The random witterings of Jonathan Morris, writer.

Tuesday, 3 November 2009

Look Back In Anger

When I was seventeen, I kept a diary for a year. Reading it now, it’s one long self-absorbed winge, full of desperately unfunny and derivative attempts to be amusing. So in many ways, the forerunner of this blog.

The diary contains a message to my future self, telling me never, never, to think back fondly on my time at Richard Huish College. I’d realised, you see, that memories become rose-tinted with time, and I didn’t want that to happen.

My time spent at Richard Huish College was the most profoundly miserable time of my life. If I wasn’t depressed in the medical sense, I was consistently very, very unhappy, joyless and lacking in self-esteem. That’s what Richard Huish College gave me. It would take two universities, several years and the love of a good woman to undo all the damage inflicted by that institution.

I don’t remember much of my time there. I kept my head down, withdrawn. I didn’t make many friends, and even when I did, I don’t think I made much of an impression. I remember getting on well with Maths and Physics, because I found they came easily, not because I was enjoying them.
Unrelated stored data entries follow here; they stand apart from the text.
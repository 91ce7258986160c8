//! TTL cache of detection results.
//!
//! `ParserCache` keeps the whole `key -> CacheEntry` map as one JSON document under
//! `CACHE_STORAGE_KEY` in a `KeyValueStore`. Expired entries are dropped whenever
//! the map is read; there is no background sweep.

use std::collections::BTreeMap;
use std::sync::{Arc, Mutex};
use std::time::Duration;

use log::{debug, warn};
use serde::{Deserialize, Serialize};

use super::store::KeyValueStore;
use crate::clock::Clock;
use crate::config::{CACHE_STORAGE_KEY, CACHE_TTL};
use crate::detection::ParserResult;

/// Cache of detection results keyed by normalized URL.
///
/// Failures never reach the caller: a broken cache behaves like an empty one.
pub trait ResultCache: Send + Sync {
    /// Returns the live entry for `key`, if any.
    fn get(&self, key: &str) -> Option<ParserResult>;
    /// Stores `result` under `key`. Results with no detected services are ignored.
    fn set(&self, key: &str, result: &ParserResult);
    fn evict(&self, key: &str);
}

/// A cached result and the epoch millisecond it was stored at
#[derive(Debug, Clone, PartialEq, Serialize, Deserialize)]
pub struct CacheEntry {
    pub data: ParserResult,
    pub timestamp: i64,
}

type CacheMap = BTreeMap<String, CacheEntry>;

/// `ResultCache` over a `KeyValueStore`.
pub struct ParserCache {
    store: Arc<dyn KeyValueStore>,
    clock: Arc<dyn Clock>,
    ttl: Duration,
    // Serializes read-modify-write cycles on the stored map
    lock: Mutex<()>,
}

impl ParserCache {
    /// Cache with the default 24h lifetime.
    pub fn new(store: Arc<dyn KeyValueStore>, clock: Arc<dyn Clock>) -> Self {
        Self::with_ttl(store, clock, CACHE_TTL)
    }

    pub fn with_ttl(store: Arc<dyn KeyValueStore>, clock: Arc<dyn Clock>, ttl: Duration) -> Self {
        Self {
            store,
            clock,
            ttl,
            lock: Mutex::new(()),
        }
    }

    fn is_expired(&self, entry: &CacheEntry, now: i64) -> bool {
        now.saturating_sub(entry.timestamp) > self.ttl.as_millis() as i64
    }

    /// Reads the map, dropping expired entries. Returns the map and whether
    /// anything was dropped.
    fn load(&self, now: i64) -> (CacheMap, bool) {
        let raw = match self.store.get_item(CACHE_STORAGE_KEY) {
            Ok(Some(raw)) => raw,
            Ok(None) => return (CacheMap::new(), false),
            Err(e) => {
                warn!("Failed to read result cache: {}", e);
                return (CacheMap::new(), false);
            }
        };

        let mut map: CacheMap = match serde_json::from_str(&raw) {
            Ok(map) => map,
            Err(e) => {
                warn!("Discarding unreadable result cache: {}", e);
                return (CacheMap::new(), true);
            }
        };

        let before = map.len();
        map.retain(|_, entry| !self.is_expired(entry, now));
        let pruned = map.len() != before;
        if pruned {
            debug!("Pruned {} expired cache entries", before - map.len());
        }
        (map, pruned)
    }

    fn persist(&self, map: &CacheMap) {
        let raw = match serde_json::to_string(map) {
            Ok(raw) => raw,
            Err(e) => {
                warn!("Failed to serialize result cache: {}", e);
                return;
            }
        };
        if let Err(e) = self.store.set_item(CACHE_STORAGE_KEY, &raw) {
            warn!("Failed to write result cache: {}", e);
        }
    }
}

impl ResultCache for ParserCache {
    fn get(&self, key: &str) -> Option<ParserResult> {
        let _guard = self.lock.lock().ok()?;
        let (map, pruned) = self.load(self.clock.now_epoch_ms());
        if pruned {
            self.persist(&map);
        }
        map.get(key).map(|entry| entry.data.clone())
    }

    fn set(&self, key: &str, result: &ParserResult) {
        if !result.has_detections() {
            debug!("Not caching empty result for {}", key);
            return;
        }
        let Ok(_guard) = self.lock.lock() else {
            warn!("Result cache lock poisoned; skipping write for {}", key);
            return;
        };
        let now = self.clock.now_epoch_ms();
        let (mut map, _) = self.load(now);
        map.insert(
            key.to_string(),
            CacheEntry {
                data: result.clone(),
                timestamp: now,
            },
        );
        self.persist(&map);
    }

    fn evict(&self, key: &str) {
        let Ok(_guard) = self.lock.lock() else {
            return;
        };
        let (mut map, pruned) = self.load(self.clock.now_epoch_ms());
        if map.remove(key).is_some() || pruned {
            self.persist(&map);
        }
    }
}
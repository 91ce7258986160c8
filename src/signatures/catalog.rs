//! Signature catalog loading and queries.
//!
//! The catalog is an ordered table: definition order is the output order of the
//! detector. The built-in table ships embedded in the binary; operators can load an
//! alternative JSON table of the same shape from disk.

use std::collections::HashMap;
use std::path::Path;
use std::sync::LazyLock;

use log::{debug, info};
use regex::RegexBuilder;

use super::models::{Category, RawSignature, SignatureEntry};
use crate::error_handling::SignatureError;

/// Built-in signature table
const BUILTIN_CATALOG_JSON: &str = include_str!("catalog.json");

static BUILTIN_CATALOG: LazyLock<SignatureCatalog> = LazyLock::new(|| {
    SignatureCatalog::from_json(BUILTIN_CATALOG_JSON).unwrap_or_else(|e| {
        panic!(
            "Failed to load built-in signature catalog: {}. This is a programming error.",
            e
        )
    })
});

/// Ordered, immutable id → signature table.
#[derive(Debug, Clone)]
pub struct SignatureCatalog {
    entries: Vec<SignatureEntry>,
    index: HashMap<String, usize>,
}

impl SignatureCatalog {
    /// Returns the built-in catalog, compiled on first use.
    pub fn builtin() -> &'static SignatureCatalog {
        &BUILTIN_CATALOG
    }

    /// Builds a catalog from a JSON array of signatures.
    ///
    /// # Errors
    ///
    /// Returns a `SignatureError` if the JSON is malformed, an id is empty or
    /// duplicated, or a pattern does not compile.
    pub fn from_json(json: &str) -> Result<Self, SignatureError> {
        let raw: Vec<RawSignature> = serde_json::from_str(json)?;
        Self::from_raw(raw)
    }

    /// Loads a catalog from a JSON file on disk.
    ///
    /// # Errors
    ///
    /// Returns `SignatureError::Io` if the file cannot be read, otherwise the same
    /// errors as [`SignatureCatalog::from_json`].
    pub fn from_path(path: &Path) -> Result<Self, SignatureError> {
        let json = std::fs::read_to_string(path).map_err(|source| SignatureError::Io {
            path: path.display().to_string(),
            source,
        })?;
        let catalog = Self::from_json(&json)?;
        info!(
            "Loaded {} signatures from {}",
            catalog.len(),
            path.display()
        );
        Ok(catalog)
    }

    fn from_raw(raw: Vec<RawSignature>) -> Result<Self, SignatureError> {
        let mut entries = Vec::with_capacity(raw.len());
        let mut index = HashMap::with_capacity(raw.len());

        for (position, signature) in raw.into_iter().enumerate() {
            if signature.id.trim().is_empty() || signature.name.trim().is_empty() {
                return Err(SignatureError::EmptyField(position));
            }
            if index.contains_key(&signature.id) {
                return Err(SignatureError::DuplicateId(signature.id));
            }

            let pattern = RegexBuilder::new(&signature.pattern)
                .case_insensitive(true)
                .build()
                .map_err(|source| SignatureError::InvalidPattern {
                    id: signature.id.clone(),
                    source,
                })?;

            index.insert(signature.id.clone(), entries.len());
            entries.push(SignatureEntry {
                id: signature.id,
                name: signature.name,
                category: signature.category,
                jurisdiction: signature.jurisdiction,
                requires_cross_border: signature.requires_cross_border,
                pattern,
            });
        }

        debug!("Compiled {} signatures", entries.len());
        Ok(Self { entries, index })
    }

    /// All entries, in definition order.
    pub fn entries(&self) -> &[SignatureEntry] {
        &self.entries
    }

    /// Entries of one category, in definition order.
    pub fn by_category(&self, category: Category) -> impl Iterator<Item = &SignatureEntry> {
        self.entries
            .iter()
            .filter(move |entry| entry.category == category)
    }

    /// Looks up an entry by id. Unknown ids yield `None`.
    pub fn get(&self, id: &str) -> Option<&SignatureEntry> {
        self.index.get(id).map(|&i| &self.entries[i])
    }

    pub fn len(&self) -> usize {
        self.entries.len()
    }

    pub fn is_empty(&self) -> bool {
        self.entries.is_empty()
    }
}

#[cfg(test)]
mod tests {
    use super::*;
    use crate::signatures::Jurisdiction;
    use std::io::Write;
    use strum::IntoEnumIterator;

    #[test]
    fn test_builtin_catalog_covers_every_category() {
        let catalog = SignatureCatalog::builtin();
        for category in Category::iter() {
            assert!(
                catalog.by_category(category).count() > 0,
                "no signatures for {}",
                category
            );
        }
    }

    #[test]
    fn test_builtin_catalog_known_entries() {
        let catalog = SignatureCatalog::builtin();

        let jivo = catalog.get("jivo").expect("jivo should exist");
        assert_eq!(jivo.category, Category::Chat);
        assert_eq!(jivo.jurisdiction, Jurisdiction::RU);
        assert!(!jivo.requires_cross_border);

        let ga = catalog.get("googleAnalytics").expect("GA should exist");
        assert_eq!(ga.category, Category::Analytics);
        assert_eq!(ga.jurisdiction, Jurisdiction::US);
        assert!(ga.requires_cross_border);
    }

    #[test]
    fn test_get_unknown_id_is_none() {
        assert!(SignatureCatalog::builtin().get("doesNotExist").is_none());
    }

    #[test]
    fn test_by_category_preserves_definition_order() {
        let catalog = SignatureCatalog::builtin();
        let positions: Vec<usize> = catalog
            .by_category(Category::Chat)
            .map(|entry| {
                catalog
                    .entries()
                    .iter()
                    .position(|e| e.id == entry.id)
                    .expect("entry is in catalog")
            })
            .collect();
        let mut sorted = positions.clone();
        sorted.sort_unstable();
        assert_eq!(positions, sorted);
    }

    #[test]
    fn test_patterns_are_case_insensitive() {
        let jivo = SignatureCatalog::builtin().get("jivo").expect("jivo");
        assert!(jivo.matches("<script src=\"//CODE.JIVOSITE.COM/widget/abc\"></script>"));
    }

    #[test]
    fn test_duplicate_id_is_rejected() {
        let json = r#"[
            {"id":"a","name":"A","category":"chat","jurisdiction":"RU","requiresCrossBorder":false,"pattern":"a\\.ru"},
            {"id":"a","name":"A2","category":"analytics","jurisdiction":"US","requiresCrossBorder":true,"pattern":"a\\.com"}
        ]"#;
        assert!(matches!(
            SignatureCatalog::from_json(json),
            Err(SignatureError::DuplicateId(id)) if id == "a"
        ));
    }

    #[test]
    fn test_invalid_pattern_is_rejected() {
        let json = r#"[{"id":"broken","name":"Broken","category":"chat","jurisdiction":"EU","requiresCrossBorder":true,"pattern":"(unclosed"}]"#;
        assert!(matches!(
            SignatureCatalog::from_json(json),
            Err(SignatureError::InvalidPattern { id, .. }) if id == "broken"
        ));
    }

    #[test]
    fn test_empty_id_is_rejected() {
        let json = r#"[{"id":" ","name":"Blank","category":"chat","jurisdiction":"EU","requiresCrossBorder":true,"pattern":"x"}]"#;
        assert!(matches!(
            SignatureCatalog::from_json(json),
            Err(SignatureError::EmptyField(0))
        ));
    }

    #[test]
    fn test_from_path_loads_custom_table() {
        let mut file = tempfile::NamedTempFile::new().expect("temp file");
        write!(
            file,
            r#"[{{"id":"custom","name":"Custom Chat","category":"chat","jurisdiction":"EU","requiresCrossBorder":true,"pattern":"custom-chat\\.example"}}]"#
        )
        .expect("write");

        let catalog = SignatureCatalog::from_path(file.path()).expect("load");
        assert_eq!(catalog.len(), 1);
        assert!(catalog.get("custom").is_some());
    }

    #[test]
    fn test_from_path_missing_file() {
        let result = SignatureCatalog::from_path(Path::new("/nonexistent/signatures.json"));
        assert!(matches!(result, Err(SignatureError::Io { .. })));
    }
}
And English; I remember how inept the English lessons were. Atrocious. For ‘The Tempest’, the class just watched a video of the Derek Jarman movie and wrote about that (Toyah takes her top off). I was the only one who had bothered to read the play; and I got marked ‘D’for my essay because I’d decided that ‘The Tempest’ was crap – it’s very much in the second division of Shakey’s plays - and had written an essay about ‘Macbeth’ instead. I was annoying like that.

I mean, a ‘D’. What sort of mark is that? I’d spent three or four weeks on the essay, I’d researched it thoroughly, it was a good essay. Either mark it a fail for being about the wrong play, or mark it honestly for how good it was. But, no, my essay about ‘Macbeth’ rated a ‘D’ when considered as being an essay about ‘The Tempest’.

I loathed the English lessons. I loved English, I’d adored it for GCSE, and at home I was reading literaure for pleasure; I remember one lesson where it became apparent I’d read more of Dickens’ work than my English teacher.

Another essay incident. I’d written about, oh, 5000 words on Coleridge. Again, four or five weeks’ work. I’d written it on my dad’s Amstrad Word Processor, and because I was still editing it down to length on the day it was due in (how little things change) I brought the disk into college. I finished the essay around midday... only to discover that not a single printer in the college was working.

I literally ran around the college for the whole afternoon, tearing my hair out and screaming, crying with frustration, trying to find a working printer. But they had either been buggered or bagsied, every single one. The whole college.

So I asked the English tutor if I could hand in the disk. My essay was on it, he had the disk so I wouldn’t be able to change it, he could print it out and read it tomorrow. It wasn’t my fault that there wasn’t a paper copy. It wasn’t my fault.

But, no. Apparently, if there wasn’t a printed paper copy, they couldn’t be sure I had written it. Don’t ask me to explain the logic of that statement, I still can’t fathom it. The deadline hour came and went, and the college principal wouldn’t let me hand my disk in. Eventually I managed to print out a copy, but it was too late. My essay – 5000 words, a months’ work – was never even read. ‘Ungraded’.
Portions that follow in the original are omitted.